- Excerpts from a dataset -
○ ○ ○ ○ ○

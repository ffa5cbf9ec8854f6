use std::sync::Arc;

use crate::core::cache::AnalyticsCache;
use crate::core::config::Config;
use crate::scraping::browser_manager::BrowserSession;
use crate::scraping::extract::{MaxWinsExtractor, SnapshotExtractor};

/// Shared services injected into every request handler.
///
/// The cache slot and the browser handle are the only process-wide mutable
/// state; each carries its own coordination internally, so handlers never
/// lock anything themselves.
#[derive(Clone)]
pub struct AppState {
    pub http_client: reqwest::Client,
    pub config: Arc<Config>,
    pub cache: Arc<AnalyticsCache>,
    pub browser: Arc<BrowserSession>,
    pub extractor: Arc<dyn SnapshotExtractor>,
}

impl AppState {
    pub fn new(http_client: reqwest::Client, config: Config) -> Self {
        Self {
            http_client,
            config: Arc::new(config),
            cache: Arc::new(AnalyticsCache::default()),
            browser: Arc::new(BrowserSession::new()),
            extractor: Arc::new(MaxWinsExtractor),
        }
    }
}

impl std::fmt::Debug for AppState {
    fn fmt(&self, f: &mut std::fmt::Formatter<'_>) -> std::fmt::Result {
        f.debug_struct("AppState")
            .field("config", &self.config)
            .finish()
    }
}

○ ○ ○ ○ ○

- YOUR OBJECTIVE -
Collect from the data above every line that includes "BrowserSession".

- WRITTEN REPLY -
use crate::scraping::browser_manager::BrowserSession;
    pub browser: Arc<BrowserSession>,
            browser: Arc::new(BrowserSession::new()),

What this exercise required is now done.